*What is being asked*. Lines from the records below that contain the word "StoreError" are to be copied out.

::::

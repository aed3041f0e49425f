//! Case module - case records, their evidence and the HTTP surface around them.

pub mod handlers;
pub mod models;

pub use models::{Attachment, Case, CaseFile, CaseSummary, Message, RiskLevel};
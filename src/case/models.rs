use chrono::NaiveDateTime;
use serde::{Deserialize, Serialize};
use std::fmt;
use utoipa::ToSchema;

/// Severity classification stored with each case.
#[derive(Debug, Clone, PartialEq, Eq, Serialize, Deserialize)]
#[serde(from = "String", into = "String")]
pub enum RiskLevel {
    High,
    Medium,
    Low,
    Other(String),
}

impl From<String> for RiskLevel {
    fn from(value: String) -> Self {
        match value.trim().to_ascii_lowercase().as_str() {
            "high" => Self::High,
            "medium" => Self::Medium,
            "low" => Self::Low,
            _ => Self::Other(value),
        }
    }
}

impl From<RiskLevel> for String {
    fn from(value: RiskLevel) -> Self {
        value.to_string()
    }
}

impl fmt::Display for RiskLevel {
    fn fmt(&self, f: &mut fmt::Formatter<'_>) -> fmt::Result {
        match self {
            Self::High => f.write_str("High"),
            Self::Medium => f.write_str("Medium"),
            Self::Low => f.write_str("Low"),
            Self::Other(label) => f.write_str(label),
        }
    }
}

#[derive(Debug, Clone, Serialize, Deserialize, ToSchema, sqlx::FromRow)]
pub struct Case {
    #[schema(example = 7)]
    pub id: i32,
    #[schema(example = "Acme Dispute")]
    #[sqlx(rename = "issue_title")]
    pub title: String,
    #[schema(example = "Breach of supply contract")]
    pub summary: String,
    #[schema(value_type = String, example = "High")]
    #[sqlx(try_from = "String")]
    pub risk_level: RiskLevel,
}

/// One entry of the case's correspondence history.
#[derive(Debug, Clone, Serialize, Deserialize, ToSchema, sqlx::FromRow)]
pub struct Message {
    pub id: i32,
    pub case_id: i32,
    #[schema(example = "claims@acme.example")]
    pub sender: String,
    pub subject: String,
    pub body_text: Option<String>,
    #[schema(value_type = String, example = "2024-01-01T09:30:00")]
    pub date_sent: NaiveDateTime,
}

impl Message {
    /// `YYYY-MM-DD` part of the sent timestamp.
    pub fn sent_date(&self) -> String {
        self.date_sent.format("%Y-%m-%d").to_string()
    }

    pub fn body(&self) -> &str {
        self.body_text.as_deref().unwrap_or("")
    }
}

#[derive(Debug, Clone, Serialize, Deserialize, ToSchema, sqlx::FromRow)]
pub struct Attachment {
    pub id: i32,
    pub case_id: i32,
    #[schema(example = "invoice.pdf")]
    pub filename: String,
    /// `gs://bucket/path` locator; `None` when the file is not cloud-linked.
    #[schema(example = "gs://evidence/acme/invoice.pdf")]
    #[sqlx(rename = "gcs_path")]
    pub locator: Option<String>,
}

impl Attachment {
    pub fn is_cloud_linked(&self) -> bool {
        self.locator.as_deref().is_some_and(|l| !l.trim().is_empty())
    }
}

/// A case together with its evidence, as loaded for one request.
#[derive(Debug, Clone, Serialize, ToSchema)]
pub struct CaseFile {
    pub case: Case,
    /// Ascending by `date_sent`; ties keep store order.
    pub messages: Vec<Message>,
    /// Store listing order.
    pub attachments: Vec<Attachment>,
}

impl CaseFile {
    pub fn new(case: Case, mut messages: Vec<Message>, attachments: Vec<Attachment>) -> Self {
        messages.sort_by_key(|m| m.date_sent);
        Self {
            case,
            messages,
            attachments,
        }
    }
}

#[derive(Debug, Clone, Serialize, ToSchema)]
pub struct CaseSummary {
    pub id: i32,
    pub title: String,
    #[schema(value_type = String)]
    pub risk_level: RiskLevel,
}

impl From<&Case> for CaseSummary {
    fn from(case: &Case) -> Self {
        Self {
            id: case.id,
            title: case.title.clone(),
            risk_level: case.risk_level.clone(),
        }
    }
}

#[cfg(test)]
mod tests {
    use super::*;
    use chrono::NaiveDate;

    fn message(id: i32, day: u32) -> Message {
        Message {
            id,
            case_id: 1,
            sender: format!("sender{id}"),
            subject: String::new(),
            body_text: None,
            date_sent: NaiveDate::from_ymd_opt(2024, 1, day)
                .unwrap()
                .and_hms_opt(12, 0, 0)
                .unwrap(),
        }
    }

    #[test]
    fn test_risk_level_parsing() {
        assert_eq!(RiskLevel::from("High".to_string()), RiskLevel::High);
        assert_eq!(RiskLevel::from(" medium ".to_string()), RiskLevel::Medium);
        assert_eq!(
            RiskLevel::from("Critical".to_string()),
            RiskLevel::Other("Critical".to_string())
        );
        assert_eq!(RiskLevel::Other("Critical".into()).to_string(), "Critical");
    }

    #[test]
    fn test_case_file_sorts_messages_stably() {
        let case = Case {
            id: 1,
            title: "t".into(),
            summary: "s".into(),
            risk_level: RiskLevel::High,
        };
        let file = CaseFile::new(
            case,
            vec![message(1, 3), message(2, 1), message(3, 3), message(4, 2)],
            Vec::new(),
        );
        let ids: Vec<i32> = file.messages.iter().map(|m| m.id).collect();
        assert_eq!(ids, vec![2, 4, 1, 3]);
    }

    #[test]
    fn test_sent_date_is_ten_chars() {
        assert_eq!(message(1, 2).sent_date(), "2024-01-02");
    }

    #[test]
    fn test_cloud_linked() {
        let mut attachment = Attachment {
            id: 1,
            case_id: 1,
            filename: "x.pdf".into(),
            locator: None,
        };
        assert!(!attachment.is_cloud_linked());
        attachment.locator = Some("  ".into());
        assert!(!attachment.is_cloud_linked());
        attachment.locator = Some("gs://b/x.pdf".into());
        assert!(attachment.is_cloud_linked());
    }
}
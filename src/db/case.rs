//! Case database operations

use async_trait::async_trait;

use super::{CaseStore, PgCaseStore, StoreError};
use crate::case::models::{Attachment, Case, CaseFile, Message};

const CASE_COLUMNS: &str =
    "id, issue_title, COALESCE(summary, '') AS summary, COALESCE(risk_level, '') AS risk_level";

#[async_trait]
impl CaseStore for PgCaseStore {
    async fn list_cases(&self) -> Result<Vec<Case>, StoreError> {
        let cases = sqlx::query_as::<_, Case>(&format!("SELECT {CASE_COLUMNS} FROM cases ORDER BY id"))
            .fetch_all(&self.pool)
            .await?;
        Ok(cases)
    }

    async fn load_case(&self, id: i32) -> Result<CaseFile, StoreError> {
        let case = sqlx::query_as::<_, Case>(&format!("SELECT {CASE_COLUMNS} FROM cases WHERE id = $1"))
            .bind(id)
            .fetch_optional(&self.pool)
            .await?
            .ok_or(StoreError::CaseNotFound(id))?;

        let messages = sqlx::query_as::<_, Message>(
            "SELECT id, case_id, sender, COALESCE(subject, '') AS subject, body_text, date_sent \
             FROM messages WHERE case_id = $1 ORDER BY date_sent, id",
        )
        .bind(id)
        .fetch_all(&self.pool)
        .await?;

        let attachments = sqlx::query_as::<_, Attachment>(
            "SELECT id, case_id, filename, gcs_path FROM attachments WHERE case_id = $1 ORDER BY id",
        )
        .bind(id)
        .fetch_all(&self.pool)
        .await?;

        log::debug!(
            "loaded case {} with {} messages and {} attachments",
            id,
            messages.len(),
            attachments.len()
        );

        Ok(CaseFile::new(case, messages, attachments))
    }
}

::::

*Worked solution*.
use super::{CaseStore, PgCaseStore, StoreError};
    async fn list_cases(&self) -> Result<Vec<Case>, StoreError> {
    async fn load_case(&self, id: i32) -> Result<CaseFile, StoreError> {
            .ok_or(StoreError::CaseNotFound(id))?;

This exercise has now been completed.